The next morning, my in-laws drove us to the airport for our 6:45am flight. We had a big day on Tuesday, my fourth egg retrieval and Jared's second dose of the COVID vaccine. Although my in-laws will be coming up to Pennsylvania in September to stay with us while they attend a wedding, we promised to come down again soon and have more time to spend. The visit was way too short. Luckily, "Florida girl" was not sitting with us on our flight home.
I've been at home today, resting and recovering from the procedure, my symptoms a bit more pronounced than the last time, but nothing to really complain about. I've become a warrior with this -- despite the needles and the emotional rollercoaster, I keep going. Honestly, it's nothing compared to what my sweet sister-in-law had endured over years of hospital stays and surgeries from being chronically ill most of her life. She was truly a warrior and an inspiration to us all.

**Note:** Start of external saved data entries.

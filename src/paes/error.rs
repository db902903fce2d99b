//! Typed faults raised by the archive and its grid.
//!
//! Policy rejections (a dominated or crowding-neutral candidate) are not
//! errors; they are reported through [`AddOutcome`](super::AddOutcome).
//! The variants below cover configuration mistakes, malformed objective
//! vectors, and internal invariant failures.

use thiserror::Error;

/// Error type for archive construction and mutation.
#[derive(Debug, Error, Clone, PartialEq)]
pub enum ArchiveError {
    /// The archive was configured without any objective dimension.
    #[error("archive requires at least one objective dimension")]
    EmptyDimensions,

    /// The same objective dimension was configured (or supplied) twice.
    #[error("objective dimension `{0}` appears more than once")]
    DuplicateDimension(String),

    /// The global bound box is empty or not finite.
    #[error("invalid objective bounds: min {min} must be finite and below max {max}")]
    InvalidBounds { min: f64, max: f64 },

    /// An archive must be able to hold at least one candidate.
    #[error("archive capacity must be at least 1")]
    ZeroCapacity,

    /// A candidate omitted a configured dimension.
    #[error("candidate is missing objective dimension `{0}`")]
    MissingDimension(String),

    /// A candidate supplied a dimension the archive was not configured with.
    #[error("candidate has unconfigured objective dimension `{0}`")]
    UnexpectedDimension(String),

    /// A candidate supplied NaN or an infinite value.
    #[error("objective `{dimension}` is not a finite number")]
    NonFiniteObjective { dimension: String },

    /// A value fell outside `[min, max]` under [`BoundsPolicy::Reject`](super::BoundsPolicy::Reject).
    #[error("objective `{dimension}` = {value} lies outside [{min}, {max}]")]
    OutOfBounds {
        dimension: String,
        value: f64,
        min: f64,
        max: f64,
    },

    /// Grid counts and archive membership disagree. Not recoverable.
    #[error("archive invariant violated: {0}")]
    InvariantViolation(String),
}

My brother stopped over to give my mom an early birthday present -- the first time I'd seen him in months -- but probably the best gift he could've given all of us was his presence and his concern for us all and a seemingly renewed appreciation for his own little sister, after Jared lost his.
While reflecting on the weekend, I felt so grateful that I was able to be by my husband's side. At one point, I witnessed my typically emotionally stable husband cry his eyes out for the first time since I've known him. He needed me, and I needed him, and whatever will happen with this cycle will be. I'd like to think that out of this loss of a life will be the development of a new one. What's crazy -- and the Rabbi pointed this out during the eulogy -- is that Jared and Erica's cousin's wife gave birth to their second child on the morning of March 23rd, just a few short hours before Erica passed.
I pray that this time is different. Our family seriously needs something to celebrate. I hope that out of loss there may be light.